The Newspaper Guild, which represents 750 journalists at The Times, recently expressed concern over reports that some other staffers were "under investigation for mistakes" in the wake of the Blair case and the paper's call for reader complaints.
However, Lena Williams, the head of the Guild unit at The Times, told the Daily News yesterday, "It hasn't gone any further beyond Rick Bragg."
Bragg resigned May 28, five days after The Times, responding to a reader's letter, revealed that the interviewing and reporting in one of the correspondent's stories were done by an uncredited freelance journalist.
Meanwhile, the Guild and The Times were set to begin round-the-clock negotiations this weekend toward a new labor contract.
A big issue for the Guild is the paper's refusal since January to extend a "no layoffs" guarantee, written into the contract that expired in March.
Guild members ranked job security as their No. 1 priority in the new bargaining.
Spokeswoman Catherine Mathis said The Times had no comment on the contract talks.

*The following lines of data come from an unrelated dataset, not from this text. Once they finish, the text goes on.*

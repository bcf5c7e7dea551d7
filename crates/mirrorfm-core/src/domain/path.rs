//! Slash-delimited path helpers
//!
//! Remote paths are absolute, `/`-separated and directories carry a trailing
//! `/`. Everything in here is a pure function: no I/O and no failure modes.

/// Components of a path as returned by [`split`]
#[derive(Debug, Clone, PartialEq, Eq)]
pub struct PathParts {
    /// Parent directory, always ending in `/` (empty for a bare relative name)
    pub dir: String,
    /// Final segment without its extension
    pub name: String,
    /// Extension after the last `.` (empty if none)
    pub ext: String,
    /// Final segment including the extension, without trailing `/`
    pub full_name: String,
}

/// Normalizes a path.
///
/// Backslashes become slashes, runs of slashes collapse, `.` segments are
/// dropped and `..` removes the preceding segment. A leading `/` and a
/// trailing `/` (or a trailing `.`/`..` segment) are preserved.
pub fn normalize(path: &str) -> String {
    let unified = path.replace('\\', "/");
    if unified.is_empty() {
        return String::new();
    }

    let absolute = unified.starts_with('/');
    let mut segments: Vec<&str> = Vec::new();
    let mut trailing = unified.ends_with('/');

    for segment in unified.split('/') {
        match segment {
            "" => {}
            "." => trailing = true,
            ".." => {
                segments.pop();
                trailing = true;
            }
            other => {
                segments.push(other);
                trailing = unified.ends_with('/');
            }
        }
    }

    let mut out = String::with_capacity(unified.len());
    if absolute {
        out.push('/');
    }
    out.push_str(&segments.join("/"));
    if trailing && !segments.is_empty() {
        out.push('/');
    }
    out
}

/// Splits a path into its parent directory, name and extension.
///
/// For directory paths the trailing `/` is skipped when locating the last
/// separator, so `/a/b/` yields `dir = "/a/"` and `full_name = "b"`.
pub fn split(path: &str) -> PathParts {
    let path = normalize(path);
    if path.is_empty() || path == "/" {
        return PathParts {
            dir: "/".to_string(),
            name: String::new(),
            ext: String::new(),
            full_name: String::new(),
        };
    }

    let search_end = if path.ends_with('/') {
        path.len() - 1
    } else {
        path.len()
    };

    let (dir, full_name) = match path[..search_end].rfind('/') {
        Some(idx) => (path[..=idx].to_string(), path[idx + 1..search_end].to_string()),
        None => (String::new(), path[..search_end].to_string()),
    };

    // A leading dot marks a hidden file, not an extension
    let (name, ext) = match full_name.rfind('.') {
        Some(idx) if idx > 0 => (
            full_name[..idx].to_string(),
            full_name[idx + 1..].to_string(),
        ),
        _ => (full_name.clone(), String::new()),
    };

    PathParts {
        dir,
        name,
        ext,
        full_name,
    }
}

/// Returns the non-empty segments of a normalized path
pub fn segments(path: &str) -> Vec<String> {
    normalize(path)
        .split('/')
        .filter(|s| !s.is_empty())
        .map(str::to_string)
        .collect()
}

/// Builds the path of a direct child of `dir`
pub fn child_path(dir: &str, name: &str, is_dir: bool) -> String {
    let mut out = as_dir(dir);
    out.push_str(name);
    if is_dir {
        out.push('/');
    }
    out
}

/// Normalizes `path` and guarantees a trailing `/`
pub fn as_dir(path: &str) -> String {
    let mut out = normalize(path);
    if !out.ends_with('/') {
        out.push('/');
    }
    out
}

/// Normalizes `path` and strips any trailing `/` (except for the root)
pub fn trim_dir(path: &str) -> String {
    let out = normalize(path);
    if out.len() > 1 && out.ends_with('/') {
        out[..out.len() - 1].to_string()
    } else {
        out
    }
}

/// Returns true if `ancestor` is `path` itself or one of its parents
pub fn is_within(path: &str, ancestor: &str) -> bool {
    let ancestor = as_dir(ancestor);
    let path = as_dir(path);
    path.starts_with(&ancestor)
}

Originally published on June 13, 2003
A big issue for the Guild is the paper's refusal since January to extend a "no layoffs" guarantee, written into the contract that expired in March.
The NYT can't guarantee the worker bees lifetime security? I thought the workers' paradise had to begin somewhere...why not at the rag that preaches it overtly AND covertly?
I think you're onto something, especially in the light of Blair being fresh out of college (or nearly so) when he was hired. I remember a few college classmates cheating on exams when they were more than knowledgeable about the course material.
That's a crock. Union leaders always claim job security is the top priority. That way, when negotiations are over, they can claim they got some provision that will save workers jobs, and in the end it always turns out to be hogwash.
Money is the top priority. Always. If the surveys of members were tallied by outside authorities, that's what the results would show. But unions give members their little surveys and then always claim that job security was the No. 1 request no matter what the results actually were.
If union leaders went into negotiations saying that money was the top priority, they'd actually have to accomplish something. Those 1.5 percent raises they wind up with would look even more pitiful.